This past week I ran across someone who is surely one of the most articulate advocates of atheism on the planet, one Jaclyn Glenn. She is an astute observer of lots of stuff: she is in med school, so science is on her radar screen, as is Christianity, her former religion and the religion still practiced by her family; and courtesy of her videos, she gets lots of interaction with and feedback from people who claim to be Christians. Admittedly, where I say articulate someone else might use the word logorrhea. She definitely has no shortage of opinions when it comes to eviscerating religion, and I have to agree with her on a lot of stuff.
To take just one timely example – and I’m not trying to quote her; in fact, I can’t because I listened to dozens of her videos last week while doing other work – she made the statement that Jesus is a lie and Christmas is a scam because he is obviously an invention. Without getting into specifics, she cites countless other religions who have iconic figures who were also allegedly born on December 25, and many of them predate Jesus. That can’t be a coincidence. It has to be an invention of mythology and religion.
She makes an excellent point, one I have to agree with – except for one small detail: Jesus was not born on December 25. He wasn’t born anywhere near December 25. There’s no way. As most Bible readers know, Jesus’ ministry lasted three and a half years. Courtesy of Easter (actually an ancient non-Christian pagan fertility ritual, as evidenced by its eggs, bunnies and other symbols of prolific reproduction – but hey, minor details, right?), everyone knows the story is that Jesus died in the springtime. Three and a half years from any December 25 would have him dying in late June. Nobody believes that.
True enough, December 25 is waaaaay older than Jesus. The ancient church borrowed existing winter solstice festivals like the Saturnalia, importing all of their rituals and practices, and then rebranded them as “Christian.” It was convenient. Here’s this relatively new religion struggling to get off the ground, so the churches said, hey, why not piggyback on the Saturnalia? We’ll call it a celebration of Jesus! Brilliant marketing strategy, but strip this holiday down to its bare bones and it has nothing to do with Jesus. It is laughable when people say “Let’s keep Christ in Christmas.” He was never there to begin with.
I can hear the objections: “It doesn’t matter what day you celebrate Jesus’ birth; the important thing is that you do it.” If it was that important, why isn’t his date of birth recorded in the Bible? There are all kinds of extremely detailed references to dates in the Bible. The flood of Genesis, for example: “In the 600th year of Noah’s life, in the second month, on the 17th day of the month,” the floodgates opened. Whether you believe in the flood or not is irrelevant to my point, which is: look at the detail! Why is the Bible so specific there, yet completely silent on the date of Jesus’ birth? One can only conclude that it is not important. In the “need to know” category, it didn’t make the grade.

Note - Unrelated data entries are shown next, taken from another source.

// Copyright 2025 The Rustux Authors
//
// Use of this source code is governed by a MIT-style
// license that can be found in the LICENSE file or at
// https://opensource.org/licenses/MIT

mod common;

use wamem::{Error, StoreKind};

const MIB: usize = 1024 * 1024;

#[test]
fn test_large_reservation_small_commit() {
    let ctx = common::ctx();
    let store = ctx.create_reserved(512 * MIB, 65536).unwrap();

    ctx.store_u8(store, 10, 42).unwrap();
    assert_eq!(ctx.load_u8(store, 10).unwrap(), 42);

    let info = ctx.describe_backing_store(store).unwrap();
    assert_eq!(info.reserved_size, 512 * MIB);
    assert_eq!(info.committed_size, 65536);
    assert_eq!(info.kind, StoreKind::Plain);
    assert_eq!(info.active_mapping_count, 0);
    ctx.release(store).unwrap();
}

#[test]
fn test_writes_below_commit_succeed_and_tail_traps() {
    let ctx = common::ctx();
    let ps = ctx.page_size();

    for (reserved, initial) in [(ps, ps), (4 * ps, ps), (8 * ps, 3 * ps), (2 * ps, 0)] {
        let store = ctx.create_reserved(reserved, initial).unwrap();
        for offset in [0, initial / 2, initial.saturating_sub(1)] {
            if offset < initial {
                ctx.store_u8(store, offset, 0xaa).unwrap();
            }
        }
        for offset in [initial, initial + 1, reserved - 1] {
            if offset >= initial && offset < reserved {
                let err = ctx.store_u8(store, offset, 0xaa).unwrap_err();
                assert!(matches!(err, Error::OutOfBoundsAccess { .. }), "{:#x}", offset);
            }
        }
        ctx.release(store).unwrap();
    }
}

#[test]
fn test_native_access_within_commit() {
    let ctx = common::ctx();
    let ps = ctx.page_size();
    let store = ctx.create_reserved(4 * ps, 2 * ps).unwrap();

    let (base, committed) = ctx.raw_parts(store).unwrap();
    assert_eq!(committed, 2 * ps);
    unsafe {
        base.add(ps + 7).write_volatile(0x5a);
        assert_eq!(base.add(ps + 7).read_volatile(), 0x5a);
    }
    assert_eq!(ctx.load_u8(store, ps + 7).unwrap(), 0x5a);
    assert_eq!(ctx.stats().unclassified, 0);
    ctx.release(store).unwrap();
}

#[test]
fn test_grow_is_idempotent() {
    let ctx = common::ctx();
    let ps = ctx.page_size();
    let store = ctx.create_reserved(8 * ps, ps).unwrap();
    ctx.store_u8(store, 3, 1).unwrap();

    ctx.grow(store, 4 * ps).unwrap();
    let first = ctx.describe_backing_store(store).unwrap();
    ctx.grow(store, 4 * ps).unwrap();
    let second = ctx.describe_backing_store(store).unwrap();
    assert_eq!(first, second);
    assert_eq!(second.committed_size, 4 * ps);

    ctx.store_u8(store, 3 * ps, 9).unwrap();
    assert_eq!(ctx.load_u8(store, 3).unwrap(), 1);
    assert!(ctx.store_u8(store, 4 * ps, 9).unwrap_err().is_trap());
    ctx.release(store).unwrap();
}

#[test]
fn test_grow_beyond_reservation_never_mutates() {
    let ctx = common::ctx();
    let ps = ctx.page_size();
    let store = ctx.create_reserved(4 * ps, 2 * ps).unwrap();

    for size in [5 * ps, 64 * ps] {
        let err = ctx.grow(store, size).unwrap_err();
        assert!(matches!(err, Error::GrowBeyondReservation { .. }));
        assert_eq!(ctx.describe_backing_store(store).unwrap().committed_size, 2 * ps);
    }
    assert!(matches!(ctx.grow(store, ps), Err(Error::InvalidSize { .. })));
    ctx.release(store).unwrap();
}

#[test]
fn test_invalid_sizes() {
    let ctx = common::ctx();
    let ps = ctx.page_size();

    assert!(matches!(ctx.create_reserved(0, 0), Err(Error::InvalidSize { .. })));
    assert!(matches!(ctx.create_reserved(ps, 2 * ps), Err(Error::InvalidSize { .. })));
    assert!(matches!(ctx.create_reserved(ps + 3, 0), Err(Error::InvalidSize { .. })));
}

#[test]
fn test_reservation_exhausted() {
    let ctx = common::ctx();
    let ps = ctx.page_size();
    let huge = (usize::MAX / 2) & !(ps - 1);
    assert!(matches!(
        ctx.create_reserved(huge, ps),
        Err(Error::ReservationExhausted { .. })
    ));
}

#[test]
fn test_released_store_is_invalid() {
    let ctx = common::ctx();
    let ps = ctx.page_size();
    let store = ctx.create_reserved(ps, ps).unwrap();
    ctx.release(store).unwrap();

    assert!(matches!(ctx.describe_backing_store(store), Err(Error::InvalidStore(_))));
    assert!(matches!(ctx.grow(store, ps), Err(Error::InvalidStore(_))));
    assert!(matches!(ctx.create_copy_on_write(store), Err(Error::InvalidStore(_))));
}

To cut to the chase, how does this relate to belief in evolution versus belief in creation? When informed, thinking people look at the lies surrounding Christmas, parading as a Christian observance when it is nothing of the sort, it often poisons their view of everything connected to God, religion, Jesus, the Bible, et cetera. It’s completely understandable: the central observance of mainstream Christian religions isn’t even Bible-based. Then again, it’s rather unfair. The truth has been distorted, and then instead of the distortion being condemned, the distortion is viewed as the truth – and then condemned.
I say amen to condemning the distortion. Amen to Jaclyn Glenn and others like her who rightfully point out these obvious deviations from truth and fact. But don’t condemn the truth based on lies told about it.